Zwar wird durch die Übersendung des Prüfungsberichts die Außenprüfung regelmäßig abgeschlossen (Klein/Rüsken, AO, 9. Aufl., § 202 Rz. 1). Jedoch kann sich aus besonderen Umständen ergeben, dass die Prüfung noch nicht abgeschlossen ist (BFH, Urteil vom 17. Juli 1985 I R 214/82, BStBl. II 1986, 21, unter II. A. 3. der Gründe). Diese Voraussetzungen liegen im Streitfall vor; denn trotz Übersendung des Außenprüfungsberichts im Sinne von § 202 Abs. 2 AO war noch keine Schlussbesprechung im Sinne von § 201 AO durchgeführt worden und zahlreiche Belege "bisher" nicht vorgelegt worden bzw. die betriebliche Veranlassung nicht nachgewiesen worden (vgl. etwa Tz. 26 des Außenprüfungsberichts vom 09. Juni 1998).

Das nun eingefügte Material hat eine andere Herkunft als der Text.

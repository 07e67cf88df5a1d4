//! Shard Metadata Cache
//!
//! Maps an index pattern to the indices it resolves to, with their primary
//! shard count, routing granularity, and whether they carry the `__tsid`
//! field. Entries load on first use and are reloaded on a fixed timer by
//! the cache's own service loop. A failed reload keeps the previous entry.

use std::sync::Arc;
use std::time::{Duration, Instant};

use dashmap::DashMap;
use parking_lot::RwLock;
use serde::{Deserialize, Serialize};
use tokio::sync::broadcast;
use tracing::{debug, warn};

use crate::backend::ShardMetadataSource;
use crate::error::{Error, Result};
use crate::metrics;
use crate::services::{tick_or_shutdown, Service, ServiceStatus};
use crate::types::Query;

/// Routing granularity of an index
#[derive(Debug, Clone, Copy, Default, PartialEq, Eq, Hash, Serialize, Deserialize)]
pub enum Routing {
    /// Data routed in 30 minute slices
    #[default]
    #[serde(rename = "30m")]
    ThirtyMinutes,
    /// Data routed in 2 hour slices
    #[serde(rename = "2h")]
    TwoHours,
}

impl Routing {
    /// Histogram width used against indices with this routing
    pub fn sub_interval(&self, query: &Query) -> i64 {
        match self {
            Routing::ThirtyMinutes => query.sub_interval_30m,
            Routing::TwoHours => query.sub_interval_2h,
        }
    }
}

/// Layout of one physical index
#[derive(Debug, Clone, PartialEq, Eq, Serialize)]
pub struct IndexShards {
    /// Index name
    pub index: String,
    /// Primary shard count
    pub primary_shards: u32,
    /// Routing granularity
    pub routing: Routing,
    /// Whether documents carry `__tsid`
    pub tsid_indexed: bool,
}

#[derive(Debug, Deserialize)]
#[serde(untagged)]
enum ShardCount {
    Number(u64),
    Text(String),
}

#[derive(Debug, Deserialize)]
struct RawIndexShards {
    index: String,
    pri: ShardCount,
    #[serde(default)]
    routing: Routing,
    #[serde(default)]
    tsid_indexed: bool,
}

/// Parse a shard metadata payload
pub fn parse_index_shards(bytes: &[u8]) -> Result<Vec<IndexShards>> {
    let raw: Vec<RawIndexShards> = serde_json::from_slice(bytes)
        .map_err(|e| Error::internal(format!("invalid shard metadata: {}", e)))?;

    raw.into_iter()
        .map(|r| {
            let primary_shards = match r.pri {
                ShardCount::Number(n) => u32::try_from(n).ok(),
                ShardCount::Text(s) => s.trim().parse::<u32>().ok(),
            }
            .ok_or_else(|| {
                Error::internal(format!("invalid primary shard count for index '{}'", r.index))
            })?;
            Ok(IndexShards {
                index: r.index,
                primary_shards,
                routing: r.routing,
                tsid_indexed: r.tsid_indexed,
            })
        })
        .collect()
}

/// Process-wide shard metadata cache
pub struct ShardMetadataCache {
    source: Arc<dyn ShardMetadataSource>,
    entries: DashMap<String, Arc<Vec<IndexShards>>>,
    refresh_interval: Duration,
    status: RwLock<ServiceStatus>,
}

impl ShardMetadataCache {
    /// Create an empty cache reloading every `refresh_interval`
    pub fn new(source: Arc<dyn ShardMetadataSource>, refresh_interval: Duration) -> Self {
        Self {
            source,
            entries: DashMap::new(),
            refresh_interval,
            status: RwLock::new(ServiceStatus::Starting),
        }
    }

    /// Indices of `pattern`, loading them on a miss
    pub async fn get(&self, pattern: &str) -> Result<Arc<Vec<IndexShards>>> {
        if let Some(entry) = self.entries.get(pattern) {
            return Ok(Arc::clone(entry.value()));
        }
        self.load(pattern).await
    }

    /// Load `pattern` from the source and replace its entry
    pub async fn load(&self, pattern: &str) -> Result<Arc<Vec<IndexShards>>> {
        let started = Instant::now();
        let loaded = match self.source.load_index_shards(pattern).await {
            Ok(bytes) => parse_index_shards(&bytes),
            Err(e) => Err(e),
        };
        metrics::record_shard_refresh(loaded.is_ok());

        let indices = Arc::new(loaded?);
        debug!(
            pattern,
            indices = indices.len(),
            elapsed_us = started.elapsed().as_micros() as u64,
            "Loaded shard metadata"
        );
        self.entries.insert(pattern.to_string(), Arc::clone(&indices));
        Ok(indices)
    }

    /// Reload every cached pattern; returns how many reloads succeeded
    pub async fn refresh_all(&self) -> usize {
        let patterns: Vec<String> = self.entries.iter().map(|e| e.key().clone()).collect();
        let mut refreshed = 0;
        for pattern in patterns {
            match self.load(&pattern).await {
                Ok(_) => refreshed += 1,
                Err(e) => warn!(pattern = %pattern, error = %e, "Shard metadata refresh failed, keeping previous entry"),
            }
        }
        refreshed
    }

    /// Patterns currently cached
    pub fn patterns(&self) -> Vec<String> {
        self.entries.iter().map(|e| e.key().clone()).collect()
    }
}

#[async_trait::async_trait]
impl Service for ShardMetadataCache {
    async fn start(&self, mut shutdown: broadcast::Receiver<()>) -> Result<()> {
        *self.status.write() = ServiceStatus::Running;
        debug!(interval_secs = self.refresh_interval.as_secs(), "Shard metadata refresh started");

        let mut interval = tokio::time::interval(self.refresh_interval);
        // The first tick completes immediately
        interval.tick().await;
        while tick_or_shutdown(&mut interval, &mut shutdown).await {
            let refreshed = self.refresh_all().await;
            debug!(refreshed, "Shard metadata refresh cycle");
        }

        *self.status.write() = ServiceStatus::Stopped;
        debug!("Shard metadata refresh stopped");
        Ok(())
    }

    fn name(&self) -> &'static str {
        "shard_metadata"
    }

    fn status(&self) -> ServiceStatus {
        self.status.read().clone()
    }
}
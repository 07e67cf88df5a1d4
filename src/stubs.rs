//! In-memory collaborator implementations
//!
//! These implementations are intended for:
//! - **Unit testing** the query core without a search cluster
//! - **Integration testing** full evaluations against known samples
//! - **Prototyping** new operators
//!
//! [`MemoryStore`] plays every data-facing role at once: it builds requests,
//! executes them against its own samples, describes its shard layout and
//! resolves log groups. Requests it builds are plain JSON; the client side
//! interprets exactly the clauses the query core emits.
//!
//! # Warning
//!
//! Nothing here is meant for production: all data lives in memory and
//! every request scans every series.

use std::collections::{BTreeMap, HashMap};
use std::sync::atomic::{AtomicI64, AtomicUsize, Ordering};

use async_trait::async_trait;
use bytes::Bytes;
use parking_lot::{Mutex, RwLock};
use serde::{Deserialize, Serialize};
use serde_json::{json, Map, Value};

use crate::backend::{
    Clock, JobScheduler, LogGroup, LogGroupSource, RequestBuilder, RequestSpec, SearchClient,
    SearchRequest, ShardMetadataSource,
};
use crate::bucket::HISTOGRAM_AGG;
use crate::error::{Error, Result};
use crate::merge::{ChangesPoint, DeltaPoint, IratePoint, RatePoint, SamplePoint};
use crate::operator::{Operator, OverTimeFn};
use crate::promql::VectorSelector;
use crate::shards::{IndexShards, Routing};
use crate::types::{Labels, Tsid, LABELS_STR_FIELD, TSID_FIELD};

// =============================================================================
// Clock and scheduler
// =============================================================================

/// Clock moved by hand
#[derive(Debug, Default)]
pub struct ManualClock {
    now: AtomicI64,
}

impl ManualClock {
    /// Clock starting at `now_ms`
    pub fn new(now_ms: i64) -> Self {
        Self {
            now: AtomicI64::new(now_ms),
        }
    }

    /// Jump to `now_ms`
    pub fn set(&self, now_ms: i64) {
        self.now.store(now_ms, Ordering::SeqCst);
    }

    /// Move forward by `ms`
    pub fn advance(&self, ms: i64) {
        self.now.fetch_add(ms, Ordering::SeqCst);
    }
}

impl Clock for ManualClock {
    fn now_ms(&self) -> i64 {
        self.now.load(Ordering::SeqCst)
    }
}

/// Scheduler remembering every reschedule call
#[derive(Debug, Default)]
pub struct RecordingScheduler {
    calls: Mutex<Vec<String>>,
}

impl RecordingScheduler {
    /// Models rescheduled so far, in call order
    pub fn calls(&self) -> Vec<String> {
        self.calls.lock().clone()
    }
}

#[async_trait]
impl JobScheduler for RecordingScheduler {
    async fn reschedule(&self, model_id: &str) -> Result<()> {
        self.calls.lock().push(model_id.to_string());
        Ok(())
    }
}

// =============================================================================
// Shard metadata
// =============================================================================

/// Shard metadata served from fixed JSON payloads
#[derive(Debug, Default)]
pub struct MemoryShardSource {
    payloads: RwLock<HashMap<String, String>>,
    loads: AtomicUsize,
}

impl MemoryShardSource {
    /// Empty source; every pattern is unknown
    pub fn new() -> Self {
        Self::default()
    }

    /// Serve `payload` for `pattern`
    pub fn set(&self, pattern: &str, payload: &str) {
        self.payloads.write().insert(pattern.to_string(), payload.to_string());
    }

    /// Loads served so far
    pub fn loads(&self) -> usize {
        self.loads.load(Ordering::SeqCst)
    }
}

#[async_trait]
impl ShardMetadataSource for MemoryShardSource {
    async fn load_index_shards(&self, pattern: &str) -> Result<Bytes> {
        self.loads.fetch_add(1, Ordering::SeqCst);
        self.payloads
            .read()
            .get(pattern)
            .map(|p| Bytes::from(p.clone()))
            .ok_or_else(|| Error::internal(format!("no indices match '{}'", pattern)))
    }
}
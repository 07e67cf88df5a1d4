//! Typed decoding of nested aggregation responses
//!
//! A search response carries one terms aggregation per group-by field,
//! nested in group-by order, each named after its field. The innermost
//! level optionally holds a fixed-interval histogram named
//! [`HISTOGRAM_AGG`] whose buckets carry an operator-specific `value`
//! payload.
//!
//! ```text
//! aggregations
//! └─ __tsid            { buckets: [ { key, doc_count, ...children } ] }
//!    └─ __labels_str   { buckets: [ ... ] }
//!       └─ histogram   { buckets: [ { key: ts, doc_count, value } ] }
//! ```
//!
//! Every path from the root to a leaf becomes one [`DecodedSeries`]. The
//! series key is accumulated level by level: a `__tsid` level sets it
//! directly, a `__labels_str` level is rehashed into the same fingerprint
//! space, and any other field contributes a `name=value` part.

use std::collections::HashMap;

use serde::{Deserialize, Serialize};
use serde_json::Value;

use crate::error::{Error, Result};
use crate::types::{fingerprint, Labels, Tsid, LABELS_STR_FIELD, TSID_FIELD};

/// Name of the histogram aggregation at the leaf level
pub const HISTOGRAM_AGG: &str = "histogram";

/// One histogram bucket of one series on one shard
#[derive(Debug, Clone, PartialEq, Serialize, Deserialize)]
pub struct RawBucket {
    /// Bucket start (ms)
    pub key: i64,
    /// Documents in the bucket
    #[serde(default)]
    pub doc_count: u64,
    /// Operator-specific payload
    #[serde(default)]
    pub value: Value,
}

/// Search response envelope
#[derive(Debug, Deserialize)]
pub struct SearchResponse {
    /// Top-level aggregations by name
    #[serde(default)]
    pub aggregations: HashMap<String, Value>,
}

#[derive(Debug, Deserialize)]
struct TermsAgg {
    #[serde(default)]
    buckets: Vec<TermsBucket>,
}

#[derive(Debug, Deserialize)]
struct TermsBucket {
    key: Value,
    #[serde(flatten)]
    children: HashMap<String, Value>,
}

#[derive(Debug, Deserialize)]
struct HistogramAgg {
    #[serde(default)]
    buckets: Vec<RawBucket>,
}

/// One series extracted from a response
#[derive(Debug, Clone, PartialEq)]
pub struct DecodedSeries {
    /// Series key (fingerprint, or joined field parts)
    pub key: String,
    /// Fingerprint when one of the levels provided it
    pub tsid: Option<Tsid>,
    /// Labels gathered from the levels
    pub labels: Labels,
    /// Histogram buckets, empty for listing requests
    pub buckets: Vec<RawBucket>,
}

#[derive(Default, Clone)]
struct KeyState {
    tsid: Option<Tsid>,
    labels: Labels,
    parts: Vec<String>,
}

impl KeyState {
    fn push(&mut self, field: &str, value: &str) -> Result<()> {
        match field {
            TSID_FIELD => self.tsid = Some(value.to_string()),
            LABELS_STR_FIELD => {
                for label in Labels::parse_labels_str(value)?.iter() {
                    self.labels.insert(label.name.clone(), label.value.clone());
                }
                if self.tsid.is_none() {
                    self.tsid = Some(fingerprint(value));
                }
            },
            _ => {
                self.labels.insert(field, value);
                self.parts.push(format!("{}={}", field, value));
            },
        }
        Ok(())
    }

    fn key(&self) -> String {
        match &self.tsid {
            Some(tsid) => tsid.clone(),
            None => self.parts.join(","),
        }
    }
}

/// Decode a raw response body for the given group-by fields
pub fn decode(body: &[u8], group_by: &[String]) -> Result<Vec<DecodedSeries>> {
    let response: SearchResponse = serde_json::from_slice(body)?;
    decode_response(response, group_by)
}

/// Decode an already parsed response
pub fn decode_response(mut response: SearchResponse, group_by: &[String]) -> Result<Vec<DecodedSeries>> {
    let mut out = Vec::new();
    let Some(first) = group_by.first() else {
        return Ok(out);
    };
    let Some(root) = response.aggregations.remove(first) else {
        return Ok(out);
    };
    walk(root, group_by, 0, KeyState::default(), &mut out)?;
    Ok(out)
}

fn walk(
    node: Value,
    group_by: &[String],
    level: usize,
    state: KeyState,
    out: &mut Vec<DecodedSeries>,
) -> Result<()> {
    let field = &group_by[level];
    let terms: TermsAgg = serde_json::from_value(node)
        .map_err(|e| Error::internal(format!("malformed '{}' aggregation: {}", field, e)))?;

    for mut bucket in terms.buckets {
        let mut next = state.clone();
        next.push(field, &key_string(&bucket.key)?)?;

        if level + 1 < group_by.len() {
            if let Some(child) = bucket.children.remove(&group_by[level + 1]) {
                walk(child, group_by, level + 1, next, out)?;
            }
            continue;
        }

        let buckets = match bucket.children.remove(HISTOGRAM_AGG) {
            Some(histogram) => {
                let histogram: HistogramAgg = serde_json::from_value(histogram)
                    .map_err(|e| Error::internal(format!("malformed histogram: {}", e)))?;
                histogram.buckets
            },
            None => Vec::new(),
        };

        out.push(DecodedSeries {
            key: next.key(),
            tsid: next.tsid,
            labels: next.labels,
            buckets,
        });
    }
    Ok(())
}

fn key_string(key: &Value) -> Result<String> {
    match key {
        Value::String(s) => Ok(s.clone()),
        Value::Number(n) => Ok(n.to_string()),
        Value::Bool(b) => Ok(b.to_string()),
        other => Err(Error::internal(format!("unsupported bucket key: {}", other))),
    }
}

#[cfg(test)]
mod tests {
    use super::*;
    use serde_json::json;

    fn fields(names: &[&str]) -> Vec<String> {
        names.iter().map(|s| s.to_string()).collect()
    }

    #[test]
    fn test_tsid_then_labels_str() {
        let body = json!({
            "aggregations": {
                "__tsid": {"buckets": [
                    {"key": "00000000000000aa", "doc_count": 3, "__labels_str": {"buckets": [
                        {"key": "job=\"api\"", "doc_count": 3, "histogram": {"buckets": [
                            {"key": 0, "doc_count": 2, "value": {"sum": 4.0}},
                            {"key": 60000, "doc_count": 1, "value": {"sum": 1.0}}
                        ]}}
                    ]}}
                ]}
            }
        });
        let series = decode(body.to_string().as_bytes(), &fields(&["__tsid", "__labels_str"])).unwrap();
        assert_eq!(series.len(), 1);
        assert_eq!(series[0].key, "00000000000000aa");
        assert_eq!(series[0].labels.get("job"), Some("api"));
        assert_eq!(series[0].buckets.len(), 2);
        assert_eq!(series[0].buckets[1].key, 60000);
    }

    #[test]
    fn test_labels_str_is_rehashed() {
        let body = json!({
            "aggregations": {
                "__labels_str": {"buckets": [
                    {"key": "job=\"api\"", "doc_count": 1},
                    {"key": "job=\"web\"", "doc_count": 1}
                ]}
            }
        });
        let series = decode(body.to_string().as_bytes(), &fields(&["__labels_str"])).unwrap();
        assert_eq!(series.len(), 2);
        assert_eq!(series[0].key, fingerprint(r#"job="api""#));
        assert_eq!(series[0].tsid.as_deref(), Some(series[0].key.as_str()));
        assert!(series[0].buckets.is_empty());
    }

    #[test]
    fn test_plain_fields_join_parts() {
        let body = json!({
            "aggregations": {
                "host": {"buckets": [
                    {"key": "a", "code": {"buckets": [{"key": 500}, {"key": 200}]}}
                ]}
            }
        });
        let series = decode(body.to_string().as_bytes(), &fields(&["host", "code"])).unwrap();
        let keys: Vec<&str> = series.iter().map(|s| s.key.as_str()).collect();
        assert_eq!(keys, vec!["host=a,code=500", "host=a,code=200"]);
        assert_eq!(series[0].labels.get("code"), Some("500"));
    }

    #[test]
    fn test_missing_aggregations_is_empty() {
        let series = decode(br#"{"hits": {}}"#, &fields(&["__tsid"])).unwrap();
        assert!(series.is_empty());
    }

    #[test]
    fn test_malformed_body() {
        assert!(decode(b"not json", &fields(&["__tsid"])).is_err());
        let body = json!({"aggregations": {"__tsid": {"buckets": [{"key": {"nested": 1}}]}}});
        let err = decode(body.to_string().as_bytes(), &fields(&["__tsid"])).unwrap_err();
        assert_eq!(err.status_code(), 500);
    }
}
//! Command type registry.
//!
//! Maps a [`CommandTypeId`] to a factory producing an empty command of that
//! kind. The registry is assembled once through [`CommandRegistryBuilder`] and
//! is read-only afterwards; [`registry`] exposes the process-wide instance
//! holding every built-in kind.

use std::{
    collections::{hash_map::Entry, HashMap},
    sync::OnceLock,
};

use bytes::Bytes;
use tracing::{debug, trace};

use super::{CommandKind, CommandTypeId, PlayerMoveCommand, PredictedCommand};
use crate::wire::{WireError, WireReader, WireWriter};

/// Produces a fresh, empty command ready to be read into.
pub type CommandFactory = fn() -> Box<dyn PredictedCommand>;

fn factory_for<C: CommandKind>() -> Box<dyn PredictedCommand> {
    Box::new(C::new_empty())
}

/// Every command kind defined in this crate.
const BUILTIN: &[(CommandTypeId, CommandFactory)] = &[(
    PlayerMoveCommand::TYPE_ID,
    factory_for::<PlayerMoveCommand> as CommandFactory,
)];

const fn ids_are_unique(entries: &[(CommandTypeId, CommandFactory)]) -> bool {
    let mut i = 0;
    while i < entries.len() {
        let mut j = i + 1;
        while j < entries.len() {
            if entries[i].0 .0 == entries[j].0 .0 {
                return false;
            }
            j += 1;
        }
        i += 1;
    }
    true
}

const _: () = assert!(ids_are_unique(BUILTIN), "duplicate built-in command type id");

/// Accumulates registrations before the registry is frozen.
#[derive(Default)]
pub struct CommandRegistryBuilder {
    factories: HashMap<CommandTypeId, CommandFactory>,
}

impl CommandRegistryBuilder {
    pub fn new() -> Self {
        Self::default()
    }

    /// Registers command kind `C` under `C::TYPE_ID`.
    pub fn register<C: CommandKind>(self) -> Result<Self, WireError> {
        self.register_factory(C::TYPE_ID, factory_for::<C>)
    }

    /// Registers an explicit factory for `id`.
    pub fn register_factory(
        mut self,
        id: CommandTypeId,
        factory: CommandFactory,
    ) -> Result<Self, WireError> {
        match self.factories.entry(id) {
            Entry::Occupied(_) => Err(WireError::DuplicateCommandType(id)),
            Entry::Vacant(slot) => {
                debug!(type_id = %id, "Registered command type");
                slot.insert(factory);
                Ok(self)
            }
        }
    }

    pub fn build(self) -> CommandRegistry {
        CommandRegistry {
            factories: self.factories,
        }
    }
}

/// Read-only lookup from type id to command factory.
#[derive(Debug)]
pub struct CommandRegistry {
    factories: HashMap<CommandTypeId, CommandFactory>,
}

impl CommandRegistry {
    pub fn builder() -> CommandRegistryBuilder {
        CommandRegistryBuilder::new()
    }

    /// Registry holding every command kind defined in this crate.
    pub fn with_builtin() -> Result<Self, WireError> {
        Self::from_factories(BUILTIN)
    }

    /// Builds a registry from `(id, factory)` pairs, rejecting repeated ids.
    pub fn from_factories(entries: &[(CommandTypeId, CommandFactory)]) -> Result<Self, WireError> {
        entries
            .iter()
            .try_fold(Self::builder(), |b, &(id, factory)| b.register_factory(id, factory))
            .map(CommandRegistryBuilder::build)
    }

    pub fn contains(&self, id: CommandTypeId) -> bool {
        self.factories.contains_key(&id)
    }

    pub fn len(&self) -> usize {
        self.factories.len()
    }

    pub fn is_empty(&self) -> bool {
        self.factories.is_empty()
    }

    /// Creates an empty command for `id`.
    pub fn create(&self, id: CommandTypeId) -> Result<Box<dyn PredictedCommand>, WireError> {
        self.factories
            .get(&id)
            .map(|factory| factory())
            .ok_or(WireError::UnknownCommandType(id))
    }

    /// Reads one `[type_id][command]` record from `r`.
    pub fn read_command(
        &self,
        r: &mut WireReader<'_>,
    ) -> Result<Box<dyn PredictedCommand>, WireError> {
        let id = CommandTypeId(r.read_u32()?);
        let mut cmd = self.create(id)?;
        cmd.read(r)?;
        trace!(type_id = %id, sequence = cmd.header().sequence, "Decoded command");
        Ok(cmd)
    }

    /// Decodes a frame holding exactly one command.
    pub fn decode(&self, frame: &[u8]) -> Result<Box<dyn PredictedCommand>, WireError> {
        let mut r = WireReader::new(frame);
        let cmd = self.read_command(&mut r)?;
        if !r.is_empty() {
            return Err(WireError::TrailingBytes(r.remaining()));
        }
        Ok(cmd)
    }

    /// Decodes consecutive commands until the frame is exhausted.
    ///
    /// Fails as a whole if any command is malformed.
    pub fn decode_batch(&self, frame: &[u8]) -> Result<Vec<Box<dyn PredictedCommand>>, WireError> {
        let mut r = WireReader::new(frame);
        let mut out = Vec::new();
        while !r.is_empty() {
            out.push(self.read_command(&mut r)?);
        }
        Ok(out)
    }
}

/// The process-wide registry of built-in command kinds.
pub fn registry() -> &'static CommandRegistry {
    static REGISTRY: OnceLock<CommandRegistry> = OnceLock::new();
    REGISTRY.get_or_init(|| {
        CommandRegistry::with_builtin().expect("built-in command type ids are unique")
    })
}

/// Writes `[type_id][command]` into `w`.
pub fn encode_command(cmd: &dyn PredictedCommand, w: &mut WireWriter) {
    w.write_u32(cmd.command_type().0);
    cmd.write(w);
}

/// Encodes a batch of commands into a single frame.
pub fn encode_batch<'a>(cmds: impl IntoIterator<Item = &'a dyn PredictedCommand>) -> Bytes {
    let mut w = WireWriter::new();
    for cmd in cmds {
        encode_command(cmd, &mut w);
    }
    w.freeze()
}

/// Decodes a batch frame with the process-wide registry.
pub fn decode_batch(frame: &[u8]) -> Result<Vec<Box<dyn PredictedCommand>>, WireError> {
    registry().decode_batch(frame)
}
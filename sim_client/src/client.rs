//! Client implementation.
//!
//! The client samples input once per fixed tick, builds a `PlayerMoveCommand`,
//! encodes it with its type id and hands the frame to the send queue. Once a
//! frame is queued it is never touched again.

use anyhow::Context;
use bytes::Bytes;
use sim_shared::{
    commands::{encode_command, CommandHeader, PlayerMoveCommand},
    config::SimConfig,
    net::{ClientId, Frame},
    wire::WireWriter,
};
use tokio::sync::mpsc;
use tracing::{debug, info};

use crate::input::{build_command, InputState};

/// High-level game client.
pub struct GameClient {
    pub client_id: ClientId,
    tx: mpsc::Sender<Frame>,
    sequence: u32,
    time: f32,
    tick_dt: f32,
}

impl GameClient {
    /// Creates a client feeding `tx` at the configured tick rate.
    pub fn new(client_id: ClientId, cfg: &SimConfig, tx: mpsc::Sender<Frame>) -> Self {
        info!(client_id = client_id.0, tick_hz = cfg.tick_hz, "Client created");
        Self {
            client_id,
            tx,
            sequence: 0,
            time: 0.0,
            tick_dt: cfg.tick_seconds(),
        }
    }

    /// Builds a send queue sized from config and a client attached to it.
    pub fn with_queue(
        client_id: ClientId,
        cfg: &SimConfig,
    ) -> (Self, mpsc::Receiver<Frame>) {
        let (tx, rx) = mpsc::channel(cfg.inbox_capacity.max(1));
        (Self::new(client_id, cfg, tx), rx)
    }

    /// Sequence number the next command will carry.
    pub fn next_sequence(&self) -> u32 {
        self.sequence + 1
    }

    fn next_header(&mut self) -> CommandHeader {
        self.sequence += 1;
        let header = CommandHeader {
            sequence: self.sequence,
            time: self.time,
            time_delta: self.tick_dt,
        };
        self.time += self.tick_dt;
        header
    }

    /// Advances one client tick: build the input command, encode and queue it.
    pub async fn tick(&mut self, input: &InputState) -> anyhow::Result<PlayerMoveCommand> {
        let cmd = build_command(self.next_header(), input);
        let frame = encode_frame(&cmd);
        debug!(
            sequence = cmd.header.sequence,
            mask = cmd.translation().bits(),
            bytes = frame.len(),
            "Queued move command"
        );
        self.tx
            .send((self.client_id, frame))
            .await
            .context("send queue closed")?;
        Ok(cmd)
    }
}

/// Encodes a single command as `[type_id][header][fields]`.
pub fn encode_frame(cmd: &PlayerMoveCommand) -> Bytes {
    let mut w = WireWriter::with_capacity(32);
    encode_command(cmd, &mut w);
    w.freeze()
}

Dementsprechend kam es in der Folgezeit zu Bemühungen, die zeitlich vorrangige Schlussbesprechung durchzuführen und der Außenprüferin die aus ihrer Sicht noch fehlenden Unterlagen zu übersenden. Angesichts dieser Fortsetzung der Prüfungsmaßnahmen, die vom Kläger selbst angestrebt wurden, und der noch ausstehenden Schlussbesprechung konnte der Kläger aus der bloßen Übersendung eines Prüfungsberichts nicht von einer Beendigung der Außenprüfung ausgehen. Vielmehr handelte es sich bei den nach dem 09. Juni 1998 vorgenommenen Ermittlungsmaßnahmen um Prüfungshandlungen, die noch durch die Prüfungsanordnung vom 19. Januar 1998 gedeckt waren. Im Übrigen stellt § 174 Abs. 4 Satz 3 AO nicht auf die Beendigung der Außenprüfung, sondern ausdrücklich auf die Schlussbesprechung bzw. auf die letzten Ermittlungshandlungen ab.
2. Die Kostenentscheidung beruht auf § 135 Abs. 1 FGO.